What's more, just 25 percent of the sites are able to withstand an experimental attack unveiled last year that allows attackers to silently decrypt data that is passing between a webserver and an end-user browser. BEAST, short for browser exploit against SSL/TLS, isn't easily eradicated, because patches would make websites incompatible for millions of people using older browsers. But websites can block attacks by using what's known as the RC4 cipher, because it doesn't use an encryption mode known as cipher block chaining, in which information from a previously encrypted block of data is used to encode the next block.

"Many people still believe that the BEAST attack is not practical," Ristic said. "I disagree with that because attacks only get better and never worse. If somebody is motivated enough, that someone will make the attack work."

Ristic said BEAST attacks would most likely be carried out in espionage campaigns sponsored by wealthy nation states.

He also said that SSL Pulse uncovered 19 private keys generated with 512-bit encryption, making them susceptible to brute forcing attacks that allow man-in-the-middle hackers to decrypt the protected traffic. The service also found 9 keys that were generated on systems running now-patched versions of Debian Linux that were so predictable attackers could guess them in a matter of hours.

On an Internet where packets often pass over open networks that can be passively monitored, SSL is frequently the only protection preventing passwords and other sensitive data from being intercepted by online criminals and state-sponsored spies.

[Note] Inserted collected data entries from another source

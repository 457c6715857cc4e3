pub mod languages;
pub mod ports;
pub mod project_analyzer;
pub mod util;

pub use ports::{CallGraphQuery, FunctionQuery, LanguagePlugin};
pub use project_analyzer::{ParsedTrees, ProjectAnalyzer, ResolvedCallSite};
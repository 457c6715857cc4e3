use crate::analyzer::util::{for_each_node_of_kinds_in_range, node_text, start_line_1based};
use crate::domain::{Function, Value, ValueLabel};
use crate::extractors::{BugExtractor, BugKind};
use tree_sitter::Node;

pub struct JavaNpdExtractor;

impl BugExtractor for JavaNpdExtractor {
    fn bug_kind(&self) -> BugKind {
        BugKind::Npd
    }

    fn extract_sources(&self, tree: &tree_sitter::Tree, _source: &str, func: &Function) -> Vec<Value> {
        let mut out = Vec::new();
        for_each_node_of_kinds_in_range(tree.root_node(), &["null_literal"], func.start_byte, func.end_byte, &mut |node| {
            out.push(Value::new("null", start_line_1based(node), ValueLabel::Src, func.file.clone()));
        });
        out
    }

    fn extract_sinks(&self, tree: &tree_sitter::Tree, source: &str, func: &Function) -> Vec<Value> {
        let mut out = Vec::new();
        for_each_node_of_kinds_in_range(
            tree.root_node(),
            &["method_invocation", "field_access"],
            func.start_byte,
            func.end_byte,
            &mut |node: Node| {
                if let Some(object) = node.child_by_field_name("object") {
                    out.push(Value::new(
                        node_text(object, source).to_string(),
                        start_line_1based(node),
                        ValueLabel::Sink,
                        func.file.clone(),
                    ));
                }
            },
        );
        out
    }
}

#[cfg(test)]
mod tests {
    use super::*;
    use tree_sitter::Parser;

    fn parse(src: &str) -> tree_sitter::Tree {
        let mut parser = Parser::new();
        parser.set_language(tree_sitter_java::language()).unwrap();
        parser.parse(src, None).unwrap()
    }

    fn whole_file_function(src: &str) -> Function {
        Function::new(0, "f", "A.java", 1, src.lines().count(), 0, src.len(), src.to_string())
    }

    #[test]
    fn finds_null_literal_source_and_invocation_sink() {
        let src = "class A { void f() { String s = null; s.length(); } }";
        let tree = parse(src);
        let func = whole_file_function(src);
        let extractor = JavaNpdExtractor;
        let sources = extractor.extract_sources(&tree, src, &func);
        let sinks = extractor.extract_sinks(&tree, src, &func);
        assert_eq!(sources.len(), 1);
        assert_eq!(sinks.len(), 1);
        assert_eq!(sinks[0].name, "s");
    }
}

Last year, Google warned Gmail users in Iran to change their passwords after someone used fraudulently issued SSL certificates to impersonate the popular e-mail service. The attack, which stemmed from the breach of the now-defunct DigiNotar certificate authority in the Netherlands, was used to snoop on 300,000 Gmail users, mostly in Iran.

SSL Pulse is the brainchild of the Trustworthy Internet Movement, a recently formed group that has chosen SSL as its first project. Members include Ristic; Google Software Engineer Adam Langley; SSL researcher Moxie Marlinspike, whose company was recently acquired by Twitter; Michael Barrett, who is chief information security officer at PayPal; Taher Elgamal, founder and chief identity officer at IdentityMind and a co-creator of the SSL protocol; and Ryan Hurst, chief technology officer at GMO GlobalSign.